Never mind the baguettes: Burgers storm the Bastille
The burger's rise in popularity in France is stunning. In 2000, only one of every nine sandwiches sold was a hamburger. Today it is one of every two.
Paris — Is there anything more French than a baguette, slathered with salty butter and a thin slice of ham? Probably not, other than perhaps the other quintessentially French sandwich, the Croque Monsieur, a grilled variety of ham, Béchamel sauce, and melted Emmental or Gruyere between slices of bread.
The statistics are “stunning,” Bernard Boutboul, the director general of the restaurant marketing firm Gira Conseil, told the French daily. In 2000, only one of every nine sandwiches sold here was a burger. That crept up to one of seven by 2007. And now, six years later, it’s half.
I personally don’t often eat fast food, but once a year I have a craving for McDonald’s. I order the cheeseburger meal and am done for the next 12 months. I always do this with a certain amount of shame – you know, the cliché American living abroad. But I felt it more acutely when the craving came on this time, a week after arriving in France, in the country where sheep farmer José Bové became the icon of anti-globalization after he dismantled a local franchise in 1999.
My predecessor had assured me that the French actually love McDonald’s, which they affectionately call “McDo.” I thought about that conversation just the other day as I was walking to an interview, and passed a McDonald’s storefront in the center of town. Two very chic Parisian women were sitting on stools at the glass window, deep in conversation and apparently unfazed about succumbing to American eating habits in the birthplace of haute cuisine.
It’s not just fast food that has caused the “stunning” popularity of hamburgers. At a very trendy bistro, where my husband and I ordered the very French formule midi – appetizer, main dish, and dessert for lunch – I did notice everyone else had ordered the cheeseburger. And they were paying 20 euros ($27) for it. In fact, cheeseburger joints have sprouted up across Paris, not unlike how they have entered the fine dining scenes of New York City and every other capital city in the last decade.

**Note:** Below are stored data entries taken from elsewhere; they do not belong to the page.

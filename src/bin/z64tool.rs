use anyhow::{Context, Result};
use clap::{Arg, Command};
use std::fs;
use std::path::Path;

use z64patch::patch::Patch;
use z64patch::rom::Rom;
use z64patch::{compress, decompress};

fn load_rom(path: &str) -> Result<Rom> {
    let image = fs::read(Path::new(path)).with_context(|| format!("Reading {}", path))?;
    Ok(Rom::read(image)?)
}

fn parse_exclusions(raw: Option<&str>) -> Result<Vec<i32>> {
    match raw {
        Some(raw) => raw
            .split(',')
            .map(|part| {
                part.trim()
                    .parse::<i32>()
                    .with_context(|| format!("Bad exclusion index: {:?}", part))
            })
            .collect(),
        None => Ok(Vec::new()),
    }
}

fn main() -> Result<()> {
    env_logger::init();

    let matches = Command::new("z64tool")
        .version("0.1.0")
        .about("Decompress, patch and recompress Zelda64 ROM files")
        .subcommand(
            Command::new("decompress")
                .visible_alias("d")
                .about("Decompress a Zelda64 rom file into a 64 MiB image")
                .arg(Arg::new("input").required(true).help("Input rom file"))
                .arg(Arg::new("output").required(true).help("Output rom file")),
        )
        .subcommand(
            Command::new("compress")
                .visible_alias("c")
                .about("Recompress a decompressed rom file into a 32 MiB image")
                .arg(
                    Arg::new("exclude")
                        .short('x')
                        .long("exclude")
                        .takes_value(true)
                        .help("Comma-separated entry indices to keep raw (negative erases the file)"),
                )
                .arg(Arg::new("input").required(true).help("Input rom file"))
                .arg(Arg::new("output").required(true).help("Output rom file")),
        )
        .subcommand(
            Command::new("patch")
                .visible_alias("p")
                .about("Apply a ZPFv1 patch to a decompressed rom file")
                .arg(Arg::new("patch").required(true).help("ZPF patch file"))
                .arg(Arg::new("input").required(true).help("Input rom file"))
                .arg(Arg::new("output").required(true).help("Output rom file")),
        )
        .subcommand(
            Command::new("show")
                .about("Show the DMA table of a rom file")
                .arg(Arg::new("file").required(true).help("Zelda64 rom file")),
        )
        .get_matches();

    match matches.subcommand() {
        Some(("decompress", matches)) => {
            let rom = load_rom(matches.value_of("input").unwrap())?;
            let result = decompress::decompress(&rom)?;
            result.rom.verify_non_overlapping()?;

            let out_path = matches.value_of("output").unwrap();
            fs::write(out_path, result.rom.image())?;

            let list: Vec<String> = result.exclusions.iter().map(|e| e.to_string()).collect();
            println!("Wrote {:08X} bytes.", result.rom.image().len());
            println!("Raw entries (pass to compress --exclude): {}", list.join(","));
        }
        Some(("compress", matches)) => {
            let rom = load_rom(matches.value_of("input").unwrap())?;
            let exclusions = parse_exclusions(matches.value_of("exclude"))?;

            let packed = compress::compress_with(&rom, &exclusions, |index, count| {
                if index % 100 == 0 {
                    println!("  {}/{}", index, count);
                }
                true
            })?;
            packed.verify_non_overlapping()?;

            let out_path = matches.value_of("output").unwrap();
            fs::write(out_path, packed.image())?;
            println!("Wrote {:08X} bytes.", packed.image().len());
        }
        Some(("patch", matches)) => {
            let bytes = fs::read(matches.value_of("patch").unwrap())?;
            let patch = Patch::read(&bytes)?;
            let rom = load_rom(matches.value_of("input").unwrap())?;

            let patched = patch.apply(&rom)?;
            let out_path = matches.value_of("output").unwrap();
            fs::write(out_path, patched.image())?;
            println!("Wrote {:08X} bytes.", patched.image().len());
        }
        Some(("show", matches)) => {
            let rom = load_rom(matches.value_of("file").unwrap())?;
            println!("{}", rom.table);
            for index in 0..rom.table.count {
                let entry = rom.entry(index)?;
                if entry.is_terminator() {
                    break;
                }
                println!("  {:4}  {}", index, entry);
            }
        }
        None => {
            println!("No subcommand was used");
        }
        _ => unreachable!(),
    }

    Ok(())
}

Yet, I still feel there is a certain stigma. I was noting to French friends the other day that my daughter’s school lunch – a three-course affair that might include endives for a starter and leg of lamb for the main meal, and then often a cheese dish – regularly celebrates foods from other regions of France and countries. I love reading the menu. Soon they are having “American” day.
What’s on the menu? The starter: iceberg lettuce. The main meal: cheeseburger with French fries and ketchup. Dessert: a brownie.
“Of all American food, this is what they choose to feature?” I lamented. My friends were confused. “What else would you consider American food?” they asked, genuinely.
"Really?" I thought, slightly offended. Though as I am writing this blog, I have to admit, I am feeling the hankering coming on. Well, it's been almost a year.